Yet large-scale change is inevitable in the 21st century. The current economic system cannot deal with the population continuing to explode, with climate change severely altering the situation, with the accelerating disparity between rich and poor. An enormous gulf is opening between a tiny elite and a mass of marginalized people. It is among the marginalized that the new shape of the co-operative movement will emerge. They will form economic and political organizations based on mutual aid and cooperation, because they will have to, in order to survive.
Meanwhile, social activists and visionaries are creating the backup. Unified through auspices of the United Nations, a world co-operative movement is emerging, based on an alliance of co-op activists, the labor movement, civil society nonprofits, and governments promoting co-operatives as an economic development strategy. It is only through this type of mutual aid that the new century can shape a successful and sustainable world.
And yes, the recent collaboration between Mondragon and the United Steel Workers is an indication of a new emerging vitality. Many unions are rethinking their structure, goals and missions. The straight jackets that have suffocated unions can be broken by new creative strategies. After all, unions are, at their core, organizations of mutual aid among workers. Their larger goal is not to make the deck chairs on the Titanic a little more comfortable, but to create the bases for a good life for their members and for the entire working population.
MJ: John, you’re sketching some awesome pictures here: “Large-scale change is inevitable in the 21st century,” and it will require “a complete breakdown of the current system.” It seems terrible and wonderful at the same time. Please, say more.
JC: The only way this economic system can be maintained in the long run, is through widespread repression. Repression can take place almost invisibly, behind closed doors, one person at a time. That’s the way it’s taking place today. Like all those people evicted one by one from their homes. There doesn’t have to be tanks in the streets. The current world economic system is dysfunctional. The future it offers is increasing enrichment for the tiny elite at the top and increasing impoverishment for large numbers who were once “middle class.”
Many social rebellions have started under similar circumstances, when large numbers who once knew a fairly good life find it suddenly pulled out from beneath them. On the other hand, people will almost always accept bleak circumstances when they see no alternative. Once in a while they may riot, but that is usually just a tantrum, and usually accomplishes almost nothing constructive. Only when radical visionaries convince large numbers that another economic system is possible, can a constructive rebellion be set in motion.
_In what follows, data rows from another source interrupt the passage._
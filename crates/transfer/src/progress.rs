use std::time::Duration;

use serde::Serialize;
use tokio::sync::mpsc;
use tokio::time::Instant;

/// Channel on which progress snapshots are published.
///
/// Senders use `try_send`: a slow consumer loses intermediate snapshots
/// instead of stalling the transfer loop.
pub type ProgressSender = mpsc::Sender<ProgressSnapshot>;

/// Point-in-time view of a running transfer. Never sent over the wire.
#[derive(Debug, Clone, PartialEq, Serialize)]
pub struct ProgressSnapshot {
    pub current_size: u64,
    pub total_size: u64,
    /// 0..=100.
    pub percentage: f64,
    /// Seconds since the tracker was created.
    pub elapsed_time: f64,
    pub speed_mbps: f64,
    pub eta_seconds: f64,
}

/// Rate-limited progress computation for one transfer.
///
/// Callers gate on [`should_update`](Self::should_update) before calling
/// [`update`](Self::update); the tracker itself never throttles.
pub struct ProgressTracker {
    total_size: u64,
    update_interval: Duration,
    started_at: Instant,
    last_update: Option<Instant>,
    last_percentage: f64,
}

impl ProgressTracker {
    pub fn new(total_size: u64, update_interval: Duration) -> Self {
        Self {
            total_size,
            update_interval,
            started_at: Instant::now(),
            last_update: None,
            last_percentage: 0.0,
        }
    }

    pub fn total_size(&self) -> u64 {
        self.total_size
    }

    /// Returns `true` if at least `update_interval` passed since the last
    /// accepted update. A fresh tracker is always due.
    pub fn should_update(&self) -> bool {
        match self.last_update {
            Some(at) => at.elapsed() >= self.update_interval,
            None => true,
        }
    }

    /// Computes a snapshot for `current_size` and records the update time.
    pub fn update(&mut self, current_size: u64) -> ProgressSnapshot {
        let now = Instant::now();
        let elapsed = now.duration_since(self.started_at).as_secs_f64();

        let percentage = if self.total_size == 0 {
            0.0
        } else {
            (current_size as f64 / self.total_size as f64 * 100.0).min(100.0)
        };
        // Percentages never go backwards within one transfer.
        let percentage = percentage.max(self.last_percentage);
        self.last_percentage = percentage;

        let mut speed_mbps = 0.0;
        let mut eta_seconds = 0.0;
        if elapsed > 0.0 {
            let bytes_per_sec = current_size as f64 / elapsed;
            speed_mbps = bytes_per_sec * 8.0 / (1024.0 * 1024.0);
            if current_size > 0 {
                let remaining = self.total_size.saturating_sub(current_size) as f64;
                eta_seconds = remaining / bytes_per_sec;
            }
        }

        self.last_update = Some(now);
        ProgressSnapshot {
            current_size,
            total_size: self.total_size,
            percentage,
            elapsed_time: elapsed,
            speed_mbps,
            eta_seconds,
        }
    }

    /// Final snapshot: always reports exactly 100%.
    pub fn finish(&mut self) -> ProgressSnapshot {
        let mut snapshot = self.update(self.total_size);
        snapshot.percentage = 100.0;
        snapshot.eta_seconds = 0.0;
        self.last_percentage = 100.0;
        snapshot
    }
}

/// Average throughput in Mbps, rounded to two decimals (0 if no time elapsed).
pub fn average_speed_mbps(bytes: u64, elapsed: Duration) -> f64 {
    let secs = elapsed.as_secs_f64();
    if secs <= 0.0 {
        return 0.0;
    }
    let mbps = bytes as f64 * 8.0 / (secs * 1024.0 * 1024.0);
    (mbps * 100.0).round() / 100.0
}

/// Elapsed time in whole milliseconds, rounded to nearest.
pub fn transfer_time_ms(elapsed: Duration) -> u64 {
    (elapsed.as_secs_f64() * 1000.0).round() as u64
}

#[cfg(test)]
mod tests {
    use super::*;

    #[tokio::test(start_paused = true)]
    async fn fresh_tracker_is_due() {
        let tracker = ProgressTracker::new(100, Duration::from_secs(1));
        assert!(tracker.should_update());
    }

    #[tokio::test(start_paused = true)]
    async fn should_update_throttles_to_interval() {
        let mut tracker = ProgressTracker::new(100, Duration::from_secs(1));
        tracker.update(10);
        assert!(!tracker.should_update());

        tokio::time::advance(Duration::from_millis(500)).await;
        assert!(!tracker.should_update());

        tokio::time::advance(Duration::from_millis(600)).await;
        assert!(tracker.should_update());
    }

    #[tokio::test(start_paused = true)]
    async fn update_computes_speed_and_eta() {
        let mut tracker = ProgressTracker::new(4 * 1024 * 1024, Duration::from_secs(1));
        tokio::time::advance(Duration::from_secs(2)).await;

        let snap = tracker.update(1024 * 1024);
        assert_eq!(snap.current_size, 1024 * 1024);
        assert!((snap.percentage - 25.0).abs() < 1e-9);
        assert!((snap.elapsed_time - 2.0).abs() < 1e-6);
        // 512 KiB/s = 4 Mbps.
        assert!((snap.speed_mbps - 4.0).abs() < 1e-6);
        // 3 MiB remaining at 512 KiB/s.
        assert!((snap.eta_seconds - 6.0).abs() < 1e-6);
    }

    #[tokio::test(start_paused = true)]
    async fn zero_elapsed_reports_zero_speed() {
        let mut tracker = ProgressTracker::new(100, Duration::from_secs(1));
        let snap = tracker.update(50);
        assert_eq!(snap.speed_mbps, 0.0);
        assert_eq!(snap.eta_seconds, 0.0);
        assert!((snap.percentage - 50.0).abs() < 1e-9);
    }

    #[tokio::test(start_paused = true)]
    async fn zero_total_is_zero_percent() {
        let mut tracker = ProgressTracker::new(0, Duration::from_secs(1));
        tokio::time::advance(Duration::from_secs(1)).await;
        assert_eq!(tracker.update(0).percentage, 0.0);
        assert_eq!(tracker.finish().percentage, 100.0);
    }

    #[tokio::test(start_paused = true)]
    async fn percentage_is_monotonic_and_finishes_at_100() {
        let mut tracker = ProgressTracker::new(1000, Duration::ZERO);
        let mut last = 0.0;
        for current in [100, 400, 300, 900] {
            tokio::time::advance(Duration::from_millis(10)).await;
            let snap = tracker.update(current);
            assert!(snap.percentage >= last);
            last = snap.percentage;
        }
        assert_eq!(tracker.finish().percentage, 100.0);
    }

    #[test]
    fn average_speed_rounds_to_two_decimals() {
        // 1 MiB in 1 s = 8 Mbps.
        assert_eq!(average_speed_mbps(1024 * 1024, Duration::from_secs(1)), 8.0);
        // 1 MiB in 3 s = 2.666.. Mbps.
        assert_eq!(average_speed_mbps(1024 * 1024, Duration::from_secs(3)), 2.67);
        assert_eq!(average_speed_mbps(1024, Duration::ZERO), 0.0);
    }

    #[test]
    fn transfer_time_rounds_to_nearest_ms() {
        assert_eq!(transfer_time_ms(Duration::from_micros(1_499)), 1);
        assert_eq!(transfer_time_ms(Duration::from_micros(1_500)), 2);
        assert_eq!(transfer_time_ms(Duration::ZERO), 0);
    }
}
Ours is essentially a non-violent rebellion, because our means need to always reflect our ends. We need to build the new world and to the degree we are successful, the old system will collapse by its own weight. That is not to say that we will automatically win. In times of great social change there are no sure bets. The world could sink into an era of barbarism. But I don’t think that will happen. I think a generation will rise to the challenge and create a better world for our great grandchildren.
MJ: John, one last follow-up on this. You say that we need to be nonviolent and that “We need to build the new world and to the degree we are successful, the old system will collapse by its own weight.” Are you pointing to a strategy of building a “co-operative system”—if you will—parallel to the oppressive system we are struggling within right now. If so, does the way co-operatives transformed rural America in the 1930s suggest how to approach this?
JC: The worker cooperative movement in the US should follow the United Nations directive to forge a partnership with allies in government and civil society, because only with deep backing from those sectors can cooperatives grow extensive enough to transform our world.
Yes, the New Deal alliance that institutionalized cooperatives in rural America is a role model. Even the banking sector participated constructively in it, with the rural Banks For Co-operatives program. We need to build counter institutions not as an isolated sector, but integrated into the existing economy as we build them one by one. They are basically institutions for the increasingly large numbers of our people who are being marginalized and excluded from the mainstream capitalist system, as well as people alienated and disgusted by the oppressive working conditions. When people learn to work together, pool resources and help each other through mutual aid institutions, we will all be stronger and more prosperous. A strong co-operative movement among marginalized people can be a transformative social force. I don’t expect the mainstream capitalist system to disappear soon. We have to plan to live with it as much as possible. But it inevitably goes through cycles of boom and bust. The co-operative sector is affected by those booms and busts, but not as much as capitalist enterprises. Bust times, like now, are a stimulus to the co-operative sector. The Great Recession may be a new normal, a situation that will persist through this generation at least.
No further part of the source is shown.